While the ice shelf is relatively small — it is roughly the size of Rome — Dr. Catherine Colello Walker said the event, which came in a week with unusually high temperatures, could be a harbinger for more collapses to come.
“It won’t have huge effects most likely, but it’s a sign of what might be coming,” said Walker, an Earth and planetary scientist for NASA and the Woods Hole Oceanographic Institution.
“It is one of the most significant collapse events anywhere in Antarctica since the early 2000s when the Larson B ice shelf disintegrated,” Walker told the Guardian.
Ice shelves permanently float and don’t add to rising sea levels. However, if entire ice shelves collapse, glacial ice on land can be released into oceans and that can raise sea levels, according to scientists.
Temperatures increased with an “atmospheric river” event, where a stream of warm air rolls over a region — in this case, raising the temperature 30 degrees higher than normal for this time of year.
“We need to better understand how the warm period has influenced melt along this whole sector of Antarctica,” Andrew Mackintosh, head of the school of Earth, atmosphere and the environment at Monash University, told Cnet.
University of Minnesota geologist Peter Neff says the collapse of even a small ice shelf in Antarctica is surprising.
“We still treat East Antarctica like this massive, high, dry, cold and immovable ice cube,” Neff said.

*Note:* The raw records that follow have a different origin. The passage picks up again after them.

use tracing::debug;

use markbook_ops::create_file;
use markbook_store::{resolve_file, DirHandle, EntryPath, StoreError};

use crate::document::Document;
use crate::workspace::WorkspaceError;

/// Writes a document to the store, driving the Virtual → Bound transition
/// and the stale-handle recovery path:
/// 將文件寫入儲存，處理虛擬升級與過期控制代碼的復原：
///
/// - virtual document: created at the root under its display name, then
///   bound to the resulting path and handle;
/// - bound with a live handle: direct write;
/// - bound with a stale or absent handle: re-resolve the path of record,
///   then write; if the path no longer resolves the entry was externally
///   deleted and the failure is `StaleReference` — the file is never
///   silently recreated somewhere else.
///
/// The dirty flag clears only on success, so a failed auto-save retries on
/// the next manual save.
pub async fn save_document(
    root: &DirHandle,
    doc: &mut Document,
) -> Result<EntryPath, WorkspaceError> {
    let path = match doc.path.clone() {
        Some(path) => path,
        None => {
            let (path, handle) =
                create_file(root, &EntryPath::root(), &doc.name, &doc.contents).await?;
            doc.bind(path.clone(), handle);
            doc.mark_saved();
            debug!(path = %path, "promoted virtual document");
            return Ok(path);
        }
    };

    if let Some(handle) = doc.handle.clone() {
        match handle.write_text(&doc.contents).await {
            Ok(()) => {
                doc.mark_saved();
                return Ok(path);
            }
            // The cached handle went stale; fall back to the path.
            Err(err) if err.is_not_found() => {}
            Err(err) => return Err(err.into()),
        }
    }

    match resolve_file(root, &path).await {
        Ok(handle) => {
            handle.write_text(&doc.contents).await?;
            doc.handle = Some(handle);
            doc.mark_saved();
            Ok(path)
        }
        Err(err) if err.is_not_found() => {
            Err(StoreError::StaleReference(path.to_string()).into())
        }
        Err(err) => Err(err.into()),
    }
}
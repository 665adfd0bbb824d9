use thiserror::Error;

/// Storage-level failure taxonomy shared by every layer above the
/// capability adapter.
/// 能力配接器之上所有層級共用的儲存錯誤分類。
#[derive(Debug, Error)]
pub enum StoreError {
    #[error("entry {0} not found")]
    NotFound(String),
    #[error("an entry named {0} already exists")]
    NameCollision(String),
    #[error("directory {0} is not empty")]
    NotEmpty(String),
    #[error("permission to the storage root was denied")]
    PermissionDenied,
    #[error("target {0} lies inside the entry being moved")]
    InvalidTarget(String),
    #[error("the user abandoned the picker")]
    Cancelled,
    #[error("handle for {0} is stale and the path no longer resolves")]
    StaleReference(String),
    #[error(transparent)]
    InvalidPath(#[from] PathError),
    #[error("storage backend error: {0}")]
    Backend(String),
}

impl StoreError {
    /// `NotFound` is the only failure that is retryable by re-resolving
    /// the path of record.
    /// 只有 `NotFound` 可透過重新解析路徑重試。
    pub fn is_not_found(&self) -> bool {
        matches!(self, StoreError::NotFound(_))
    }

    /// A user-abandoned picker is a silent no-op, never surfaced as a
    /// failure.
    /// 使用者取消選取視窗屬於靜默結束，不視為失敗。
    pub fn is_cancelled(&self) -> bool {
        matches!(self, StoreError::Cancelled)
    }
}

/// Rejected path or segment text.
/// 路徑或名稱文字不合法時的錯誤。
#[derive(Debug, Error, PartialEq, Eq)]
pub enum PathError {
    #[error("path contains an empty segment")]
    EmptySegment,
    #[error("segment {0:?} is reserved")]
    ReservedSegment(String),
    #[error("segment {0:?} contains a path separator")]
    EmbeddedSeparator(String),
}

According to Neff, satellite data from the Copernicus Sentinel-1 mission showed the ice shelf collapse started between March 5 and 7.
“This collapse, especially if tied to the extreme heat brought by the mid-March atmospheric event, will drive additional research into these processes in the region,” Neff said.
More than a third of Antarctica’s ice shelves will be at risk of collapse if global temperatures reach 4 degrees celsius above preindustrial levels, according scientists.